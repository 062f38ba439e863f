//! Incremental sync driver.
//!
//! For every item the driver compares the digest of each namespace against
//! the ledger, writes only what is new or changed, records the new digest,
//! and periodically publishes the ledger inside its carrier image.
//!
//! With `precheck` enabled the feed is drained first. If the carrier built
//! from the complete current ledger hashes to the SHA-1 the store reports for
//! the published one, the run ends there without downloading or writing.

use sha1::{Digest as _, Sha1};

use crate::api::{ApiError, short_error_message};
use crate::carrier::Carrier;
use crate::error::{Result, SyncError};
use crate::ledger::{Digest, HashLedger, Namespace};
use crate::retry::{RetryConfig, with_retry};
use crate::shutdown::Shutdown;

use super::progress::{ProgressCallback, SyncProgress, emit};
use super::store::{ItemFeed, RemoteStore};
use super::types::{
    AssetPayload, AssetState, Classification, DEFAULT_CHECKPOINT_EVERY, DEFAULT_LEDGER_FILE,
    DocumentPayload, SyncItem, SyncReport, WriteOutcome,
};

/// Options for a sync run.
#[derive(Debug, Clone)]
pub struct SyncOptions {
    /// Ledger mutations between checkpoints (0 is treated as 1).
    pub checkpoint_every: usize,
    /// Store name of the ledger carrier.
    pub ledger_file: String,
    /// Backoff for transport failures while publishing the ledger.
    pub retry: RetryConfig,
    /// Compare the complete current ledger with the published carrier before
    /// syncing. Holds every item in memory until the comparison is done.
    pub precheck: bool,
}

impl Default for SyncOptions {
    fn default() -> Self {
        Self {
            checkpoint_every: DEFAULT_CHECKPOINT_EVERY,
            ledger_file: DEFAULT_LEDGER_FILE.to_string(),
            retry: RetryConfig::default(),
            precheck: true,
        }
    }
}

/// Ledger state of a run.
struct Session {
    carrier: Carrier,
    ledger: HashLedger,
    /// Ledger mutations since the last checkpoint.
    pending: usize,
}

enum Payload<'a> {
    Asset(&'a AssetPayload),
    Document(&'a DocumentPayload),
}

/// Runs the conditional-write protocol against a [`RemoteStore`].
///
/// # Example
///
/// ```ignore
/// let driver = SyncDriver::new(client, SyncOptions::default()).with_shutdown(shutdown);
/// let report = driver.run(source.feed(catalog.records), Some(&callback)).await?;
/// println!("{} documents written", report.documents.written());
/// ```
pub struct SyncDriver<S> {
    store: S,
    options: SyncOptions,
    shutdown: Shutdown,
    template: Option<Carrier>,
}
****
§ DIRECTIONS FOR THIS TASK
Every record, start to finish: reproduce it word for word.

§ TASK RESULT
repository 062f38ba439e863f
//! Incremental sync driver.
//!
//! For every item the driver compares the digest of each namespace against
//! the ledger, writes only what is new or changed, records the new digest,
//! and periodically publishes the ledger inside its carrier image.
//!
//! With `precheck` enabled the feed is drained first. If the carrier built
//! from the complete current ledger hashes to the SHA-1 the store reports for
//! the published one, the run ends there without downloading or writing.

use sha1::{Digest as _, Sha1};

use crate::api::{ApiError, short_error_message};
use crate::carrier::Carrier;
use crate::error::{Result, SyncError};
use crate::ledger::{Digest, HashLedger, Namespace};
use crate::retry::{RetryConfig, with_retry};
use crate::shutdown::Shutdown;

use super::progress::{ProgressCallback, SyncProgress, emit};
use super::store::{ItemFeed, RemoteStore};
use super::types::{
    AssetPayload, AssetState, Classification, DEFAULT_CHECKPOINT_EVERY, DEFAULT_LEDGER_FILE,
    DocumentPayload, SyncItem, SyncReport, WriteOutcome,
};

/// Options for a sync run.
#[derive(Debug, Clone)]
pub struct SyncOptions {
    /// Ledger mutations between checkpoints (0 is treated as 1).
    pub checkpoint_every: usize,
    /// Store name of the ledger carrier.
    pub ledger_file: String,
    /// Backoff for transport failures while publishing the ledger.
    pub retry: RetryConfig,
    /// Compare the complete current ledger with the published carrier before
    /// syncing. Holds every item in memory until the comparison is done.
    pub precheck: bool,
}

impl Default for SyncOptions {
    fn default() -> Self {
        Self {
            checkpoint_every: DEFAULT_CHECKPOINT_EVERY,
            ledger_file: DEFAULT_LEDGER_FILE.to_string(),
            retry: RetryConfig::default(),
            precheck: true,
        }
    }
}

/// Ledger state of a run.
struct Session {
    carrier: Carrier,
    ledger: HashLedger,
    /// Ledger mutations since the last checkpoint.
    pending: usize,
}

enum Payload<'a> {
    Asset(&'a AssetPayload),
    Document(&'a DocumentPayload),
}

/// Runs the conditional-write protocol against a [`RemoteStore`].
///
/// # Example
///
/// ```ignore
/// let driver = SyncDriver::new(client, SyncOptions::default()).with_shutdown(shutdown);
/// let report = driver.run(source.feed(catalog.records), Some(&callback)).await?;
/// println!("{} documents written", report.documents.written());
/// ```
pub struct SyncDriver<S> {
    store: S,
    options: SyncOptions,
    shutdown: Shutdown,
    template: Option<Carrier>,
}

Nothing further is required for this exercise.